Alzheimer’s Disease (AD) is a progressive deterioration of brain tissue. Some people become rapidly worst, while others may remain stable for a long time, anywhere from 2 to 20 years before the disease reaches its debilitating severity.
Short term memory loss is usually affected first, therefore someone may have more trouble remembering what was just said to them 5 minutes ago, and be able to remember memories from 30 years ago like it was yesterday.

Research has shown that the amount of people diagnosed with this disease have doubled every 5 years in people above 65 years of age, though some people are diagnosed even earlier. Through the years the disease has risen up the list and is now considered the fourth leading cause of death in adults after heart disease, cancer and stroke, although this is usually caused due to a secondary factor such as infection.
The U.S. society spends at least $100 billion a year on AD, but neither Medicare nor most private health insurances cover the long term care most patients need.

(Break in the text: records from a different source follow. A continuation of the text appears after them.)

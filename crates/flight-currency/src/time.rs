//! Calendar-day utilities.
//!
//! All engine dates are `chrono::NaiveDate`. There is no time of day and no
//! timezone; one evaluation date means one calendar day.

use chrono::{Days, NaiveDate};

use crate::error::{CurrencyError, Result};

/// Date format accepted on input and produced on output.
pub const DATE_FORMAT: &str = "%Y-%m-%d";

/// Parse a `YYYY-MM-DD` string.
pub fn parse_date(s: &str) -> Result<NaiveDate> {
    NaiveDate::parse_from_str(s.trim(), DATE_FORMAT)
        .map_err(|e| CurrencyError::InvalidDate(format!("'{s}': {e}")))
}

/// Format a date as `YYYY-MM-DD`.
pub fn format_date(date: NaiveDate) -> String {
    date.format(DATE_FORMAT).to_string()
}

/// Add whole days to a date. `None` when the result leaves chrono's range.
pub fn add_days(date: NaiveDate, days: u32) -> Option<NaiveDate> {
    date.checked_add_days(Days::new(u64::from(days)))
}

/// Whole calendar days from `from` to `to` (negative when `to` is earlier).
pub fn days_between(from: NaiveDate, to: NaiveDate) -> i64 {
    (to - from).num_days()
}

/// Today's date in the local calendar.
pub fn today() -> NaiveDate {
    chrono::Local::now().date_naive()
}
//! Definition store: generations of currency definitions behind an `Arc`.
//!
//! The store module provides:
//! - Immutable [`DefinitionSet`] snapshots with a dependency index
//! - Wholesale replacement (save-all) with validation
//! - Single-composite edits guarded against reference cycles
//! - Deletion guarded by the dependency index
//!
//! Readers take a snapshot and keep it for the whole evaluation pass. A
//! writer builds the next generation off to the side and swaps the pointer,
//! so a pass never observes a half-applied edit.

pub mod set;

pub use set::DefinitionSet;

use std::sync::{Arc, RwLock, RwLockWriteGuard};

use log::info;

use crate::currency::{CompositeCurrency, CurrencyDefinition, CurrencyId};
use crate::error::{CurrencyError, Result};

/// Shared holder of the current [`DefinitionSet`] generation.
#[derive(Debug)]
pub struct DefinitionStore {
    current: RwLock<Arc<DefinitionSet>>,
}

impl DefinitionStore {
    /// Create a store seeded with `set`.
    pub fn new(set: DefinitionSet) -> Self {
        Self {
            current: RwLock::new(Arc::new(set)),
        }
    }

    /// Create an empty store at generation 0.
    pub fn empty() -> Self {
        Self::new(DefinitionSet::empty())
    }

    /// The current generation.
    pub fn snapshot(&self) -> Result<Arc<DefinitionSet>> {
        let guard = self
            .current
            .read()
            .map_err(|_| CurrencyError::StorageError("definition store lock poisoned".into()))?;
        Ok(Arc::clone(&guard))
    }

    /// Replace every definition wholesale.
    ///
    /// The new set is validated before the swap; on error the current
    /// generation stays in place. Dropping a currency that a composite in
    /// the new set still references fails with [`CurrencyError::InUse`].
    pub fn save_all(&self, definitions: Vec<CurrencyDefinition>) -> Result<Arc<DefinitionSet>> {
        let mut guard = self.write()?;
        commit(&mut guard, definitions)
    }

    /// Insert or replace one composite.
    ///
    /// Rejected with [`CurrencyError::CycleRejected`] when the new tree would
    /// make the composite reachable from itself, and with
    /// [`CurrencyError::InvalidDefinition`] when the id belongs to a primitive.
    pub fn save_composite(&self, composite: CompositeCurrency) -> Result<Arc<DefinitionSet>> {
        let mut guard = self.write()?;
        if let Some(CurrencyDefinition::Primitive(_)) = guard.get(&composite.id) {
            return Err(CurrencyError::InvalidDefinition {
                id: composite.id.0.clone(),
                reason: "id belongs to a primitive currency".into(),
            });
        }
        if let Some(path) = guard.index().cycle_path(&composite.id, &composite.logic_tree) {
            return Err(CurrencyError::CycleRejected {
                id: composite.id.0.clone(),
                path: path.into_iter().map(|id| id.0).collect(),
            });
        }

        let mut definitions: Vec<CurrencyDefinition> = guard
            .definitions()
            .filter(|d| d.id() != &composite.id)
            .cloned()
            .collect();
        definitions.push(composite.into());
        commit(&mut guard, definitions)
    }

    /// Delete one definition.
    ///
    /// Fails with [`CurrencyError::InUse`] naming every composite that still
    /// references it, and with [`CurrencyError::NotFound`] for unknown ids.
    pub fn delete(&self, id: &CurrencyId) -> Result<Arc<DefinitionSet>> {
        let mut guard = self.write()?;
        let Some(target) = guard.get(id) else {
            return Err(CurrencyError::NotFound(id.to_string()));
        };

        let referenced_by = guard.index().references_of(id);
        if !referenced_by.is_empty() {
            return Err(CurrencyError::InUse {
                id: id.to_string(),
                name: target.name().to_string(),
                referenced_by,
            });
        }

        let remaining: Vec<CurrencyDefinition> =
            guard.definitions().filter(|d| d.id() != id).cloned().collect();
        // Removing an unreferenced definition cannot introduce new problems.
        let next = Arc::new(DefinitionSet::unchecked(guard.generation() + 1, remaining)?);
        info!(
            "definition store: deleted '{}', generation {} -> {}",
            id,
            guard.generation(),
            next.generation()
        );
        *guard = Arc::clone(&next);
        Ok(next)
    }

    fn write(&self) -> Result<RwLockWriteGuard<'_, Arc<DefinitionSet>>> {
        self.current
            .write()
            .map_err(|_| CurrencyError::StorageError("definition store lock poisoned".into()))
    }
}

impl Default for DefinitionStore {
    fn default() -> Self {
        Self::empty()
    }
}

/// Validate `definitions` as the next generation and swap it in under `guard`.
fn commit(
    guard: &mut RwLockWriteGuard<'_, Arc<DefinitionSet>>,
    definitions: Vec<CurrencyDefinition>,
) -> Result<Arc<DefinitionSet>> {
    let next = Arc::new(DefinitionSet::with_generation(
        guard.generation() + 1,
        definitions,
    )?);
    check_dropped_referents(&***guard, &next)?;
    info!(
        "definition store: generation {} -> {} ({} definitions, fingerprint {})",
        guard.generation(),
        next.generation(),
        next.len(),
        next.fingerprint().get(..12).unwrap_or_default()
    );
    **guard = Arc::clone(&next);
    Ok(next)
}

/// A currency leaving the set must not be referenced by anything staying in it.
///
/// References that were already dangling before the save stay warnings.
fn check_dropped_referents(current: &DefinitionSet, next: &DefinitionSet) -> Result<()> {
    for def in current.definitions().filter(|d| !next.contains(d.id())) {
        let referenced_by = next.index().references_of(def.id());
        if !referenced_by.is_empty() {
            return Err(CurrencyError::InUse {
                id: def.id().to_string(),
                name: def.name().to_string(),
                referenced_by,
            });
        }
    }
    Ok(())
}
//! Composite expiry aggregation.

use chrono::NaiveDate;

use crate::currency::ExpiryCalculation;

/// Reduce the contributing expiry dates of a satisfied composite to one date.
///
/// `EarliestChild` takes the minimum (the composite lapses when its first
/// contributor lapses); `LatestChild` takes the maximum. No dates yields `None`.
pub fn aggregate_expiry(dates: &[NaiveDate], calculation: ExpiryCalculation) -> Option<NaiveDate> {
    match calculation {
        ExpiryCalculation::EarliestChild => dates.iter().min().copied(),
        ExpiryCalculation::LatestChild => dates.iter().max().copied(),
    }
}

Many of the early signs of AD are frequently missed because they are so similar to the natural signs of aging, including forgetfulness and loss of concentration, but as the severity of the disease continues to progress we deal with more severe symptoms such as memory loss, deterioration in speech, confusion, the inability to perform routine tasks, personality changes and mood swings. Eventually most people with AD need the assistance of a caregiver to help take care of them.

There is no one test that could give us a true diagnosis of the disease, so a comprehensive evaluation is performed to rule out any other diagnosis. These may include, a physical examination, complete health history, neurological and mental assessments, blood and urine analysis, EKG and/or CT Scan/MRI.

Although there is no cure available for this disease, there are medications developed to help alleviate and possibly slow down some of the cognitive symptoms, as well as other medications to help control some of the behavioral symptoms. Clinical trials are always an option for those searching for a comprehensive evaluation such as previously discussed, at no charge. The trials usually entail using medications already approved on the market as well as new medications being studied. Studies done on an outpatient basis are very similar to regular doctor visits except that patients are monitored more closely.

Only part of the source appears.